Mostly because you are so congested and you can't sleep and you have this thick cough when you lie down, which I don't want to get stuck and turn into something worse. Also, we've spent three nights not sleeping and I just feel like none of us can take it anymore. We're all at the breaking point.
I know that our whole lives were like this when you were itty bitty, but it's hard to remember those days. I think it's kind of a protective amnesia sort of thing. Otherwise nobody would procreate more than once.
On a positive note, I've realized why parents say the months - because there's a huge difference between 12 and 13. Between 13 and 18. Huge.
You now not only say "Mama" and "Dada" but also, "hi!" and "hot!" You love saying "hot!" And then you do your best imitation of blowing on food in the way I do.
You've gotten to be kind of a difficult eater, and some days I have to resist the urge to pry your mouth open and just shove the food in. Sometimes I have to walk across the room to keep myself from doing so.
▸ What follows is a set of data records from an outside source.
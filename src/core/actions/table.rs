use std::sync::OnceLock;
use regex::{Captures, Regex};
use tracing::info;
use crate::core::error::DbError;
use crate::core::result::QueryResult;
use crate::core::types::{Column, ColumnType, IndexInfo, TableSchema};
use super::{split_top_level, DbAction, ExecutionContext};

fn table_name(captures: &Captures<'_>) -> Result<String, DbError> {
    captures
        .name("TableName")
        .map(|m| m.as_str().to_string())
        .ok_or_else(|| DbError::SqlError("期望表名".to_string()))
}

fn column_pattern() -> &'static Regex {
    static PATTERN: OnceLock<Regex> = OnceLock::new();
    PATTERN.get_or_init(|| {
        Regex::new(r"(?is)\A(?P<Name>\w+)\s+(?P<Type>[A-Za-z]+)(?:\s*\(\s*(?P<Length>\d+)\s*\))?(?P<Constraints>.*)\z")
            .expect("column pattern is valid")
    })
}

fn key_list_pattern() -> &'static Regex {
    static PATTERN: OnceLock<Regex> = OnceLock::new();
    PATTERN.get_or_init(|| {
        Regex::new(r"(?is)\A(?P<Kind>PRIMARY\s+KEY|UNIQUE)\s*\((?P<Columns>[^()]*)\)\z")
            .expect("key list pattern is valid")
    })
}

/// CREATE TABLE name (字段定义, ...)
#[derive(Debug)]
pub struct CreateTable {
    name: String,
    fields: String,
}

impl CreateTable {
    pub fn from_match(captures: &Captures<'_>) -> Result<Self, DbError> {
        Ok(CreateTable {
            name: table_name(captures)?,
            fields: captures
                .name("Fields")
                .map(|m| m.as_str().to_string())
                .unwrap_or_default(),
        })
    }

    /// 解析列定义和表级约束
    fn schema(&self) -> Result<TableSchema, DbError> {
        let mut columns: Vec<Column> = Vec::new();
        let mut table_keys: Option<Vec<String>> = None;
        let mut unique_keys: Vec<Vec<String>> = Vec::new();

        for field in split_top_level(&self.fields) {
            if field.is_empty() {
                return Err(DbError::SqlError("期望列定义".to_string()));
            }
            if let Some(captures) = key_list_pattern().captures(&field) {
                let names: Vec<String> = split_top_level(&captures["Columns"]);
                if names.is_empty() || names.iter().any(|n| n.is_empty()) {
                    return Err(DbError::SqlError(format!("约束缺少列名: {}", field)));
                }
                if captures["Kind"].to_uppercase().starts_with("PRIMARY") {
                    if table_keys.is_some() {
                        return Err(DbError::SqlError("表中只能有一个主键".to_string()));
                    }
                    table_keys = Some(names);
                } else {
                    unique_keys.push(names);
                }
                continue;
            }
            let column = parse_column(&field)?;
            if columns.iter().any(|c| c.name == column.name) {
                return Err(DbError::SqlError(format!("列 {} 重复定义", column.name)));
            }
            columns.push(column);
        }

        let column_keys: Vec<String> = columns
            .iter()
            .filter(|c| c.primary_key)
            .map(|c| c.name.clone())
            .collect();
        let primary_keys = match table_keys {
            Some(keys) if column_keys.is_empty() => keys,
            Some(_) => return Err(DbError::SqlError("表中只能有一个主键".to_string())),
            None if column_keys.len() > 1 => {
                return Err(DbError::SqlError("表中只能有一个主键".to_string()));
            }
            None => column_keys,
        };

        for key in &primary_keys {
            let column = columns
                .iter_mut()
                .find(|c| &c.name == key)
                .ok_or_else(|| DbError::UnknownColumn(key.clone()))?;
            column.primary_key = true;
            column.nullable = false;
        }

        let mut schema = TableSchema::new(self.name.clone(), columns, primary_keys);
        for names in unique_keys {
            for name in &names {
                if schema.column(name).is_none() {
                    return Err(DbError::UnknownColumn(name.clone()));
                }
            }
            if let [single] = names.as_slice() {
                if let Some(column) = schema.columns.iter_mut().find(|c| &c.name == single) {
                    column.unique = true;
                }
            } else {
                // 多列唯一约束用唯一索引实现
                schema.indexes.push(IndexInfo {
                    name: format!("uq_{}_{}", self.name, names.join("_")),
                    columns: names,
                    unique: true,
                });
            }
        }
        Ok(schema)
    }
}

fn parse_column(field: &str) -> Result<Column, DbError> {
    let captures = column_pattern()
        .captures(field)
        .ok_or_else(|| DbError::SqlError(format!("无法解析的列定义: {}", field)))?;
    let name = captures["Name"].to_string();
    let length = captures.name("Length").map(|m| m.as_str());

    let data_type = match (captures["Type"].to_uppercase().as_str(), length) {
        ("INT" | "INTEGER", None) => ColumnType::Int,
        ("FLOAT" | "REAL" | "DOUBLE", None) => ColumnType::Float,
        ("VARCHAR" | "CHAR", Some(n)) => ColumnType::Varchar(
            n.parse()
                .map_err(|_| DbError::SqlError("期望VARCHAR长度".to_string()))?,
        ),
        ("VARCHAR" | "CHAR", None) => return Err(DbError::SqlError("期望VARCHAR长度".to_string())),
        ("DATE", None) => ColumnType::Date,
        ("BIT", None) => ColumnType::Bit,
        (other, _) => return Err(DbError::SqlError(format!("未知数据类型: {}", other))),
    };

    let mut column = Column {
        name,
        data_type,
        nullable: true,
        primary_key: false,
        unique: false,
    };

    let words: Vec<String> = captures["Constraints"]
        .split_whitespace()
        .map(str::to_uppercase)
        .collect();
    let mut i = 0;
    while i < words.len() {
        match (words[i].as_str(), words.get(i + 1).map(String::as_str)) {
            ("PRIMARY", Some("KEY")) => {
                column.primary_key = true;
                column.nullable = false;
                i += 2;
            }
            ("NOT", Some("NULL")) => {
                column.nullable = false;
                i += 2;
            }
            ("NULL", _) => i += 1,
            ("UNIQUE", _) => {
                column.unique = true;
                i += 1;
            }
            (word, _) => {
                return Err(DbError::SqlError(format!("未知的列约束: {}", word)));
            }
        }
    }
    Ok(column)
}

impl DbAction for CreateTable {
    fn name(&self) -> &'static str {
        "CREATE TABLE"
    }

    fn execute(&mut self, ctx: &mut ExecutionContext<'_>) -> Result<QueryResult, DbError> {
        let database = ctx.database()?;
        let schema = self.schema()?;
        ctx.store.create_table(&database, schema)?;
        info!("创建表 {}.{}", database, self.name);
        Ok(QueryResult::message(format!("Table {} created", self.name)))
    }
}

/// DROP TABLE name
#[derive(Debug)]
pub struct DropTable {
    name: String,
}

impl DropTable {
    pub fn from_match(captures: &Captures<'_>) -> Result<Self, DbError> {
        Ok(DropTable {
            name: table_name(captures)?,
        })
    }
}

impl DbAction for DropTable {
    fn name(&self) -> &'static str {
        "DROP TABLE"
    }

    fn execute(&mut self, ctx: &mut ExecutionContext<'_>) -> Result<QueryResult, DbError> {
        let database = ctx.database()?;
        ctx.store.drop_table(&database, &self.name)?;
        info!("删除表 {}.{}", database, self.name);
        Ok(QueryResult::message(format!("Table {} dropped", self.name)))
    }
}

#[cfg(test)]
mod tests {
    use super::*;

    fn create(fields: &str) -> Result<TableSchema, DbError> {
        CreateTable {
            name: "t".to_string(),
            fields: fields.to_string(),
        }
        .schema()
    }

    #[test]
    fn parses_column_level_constraints() {
        let schema = create("id INT PRIMARY KEY, name VARCHAR(20) NOT NULL UNIQUE, born DATE, active BIT").unwrap();
        assert_eq!(schema.primary_keys, vec!["id"]);
        assert_eq!(schema.columns[1].data_type, ColumnType::Varchar(20));
        assert!(!schema.columns[1].nullable);
        assert!(schema.columns[1].unique);
        assert_eq!(schema.columns[2].data_type, ColumnType::Date);
        assert_eq!(schema.columns[3].data_type, ColumnType::Bit);
    }

    #[test]
    fn parses_table_level_keys() {
        let schema = create("a INT, b INT, c FLOAT, PRIMARY KEY (a, b), UNIQUE (c), UNIQUE (b, c)").unwrap();
        assert_eq!(schema.primary_keys, vec!["a", "b"]);
        assert!(schema.columns.iter().take(2).all(|c| c.primary_key && !c.nullable));
        assert!(schema.columns[2].unique);
        assert_eq!(schema.indexes.len(), 1);
        assert!(schema.indexes[0].unique);
        assert_eq!(schema.indexes[0].columns, vec!["b", "c"]);
    }

    #[test]
    fn rejects_bad_definitions() {
        assert!(matches!(create("id BLOB"), Err(DbError::SqlError(_))));
        assert!(matches!(create("id INT PRIMARY KEY, x INT PRIMARY KEY"), Err(DbError::SqlError(_))));
        assert!(matches!(create("id INT, PRIMARY KEY (nope)"), Err(DbError::UnknownColumn(_))));
        assert!(matches!(create("id INT DEFAULT"), Err(DbError::SqlError(_))));
        assert!(matches!(create("name VARCHAR"), Err(DbError::SqlError(_))));
    }
}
Although you fairly consistently love pasta and steamed broccoli with garlic and olive oil. By fairly consistently I mean: except on the days you don't.
And the other day you said, "pasta." It was more like, "pahta" - but it was pasta nonetheless!
You understand and love the words "walk" and "bath" and "yogurt" and "wall." You pick up books and galumph over, crawling as best you can with a book in one hand, to have us read to you.
We've been taking you to the park and you hate the swings with a passion, but you dive head first down the slide, squealing in delight. You then try to eat the wood chips at the bottom, which is beyond gross for so many reasons in a public park in DC.
You keep us very tired, but you make our lives so rich.
I love you like crazy.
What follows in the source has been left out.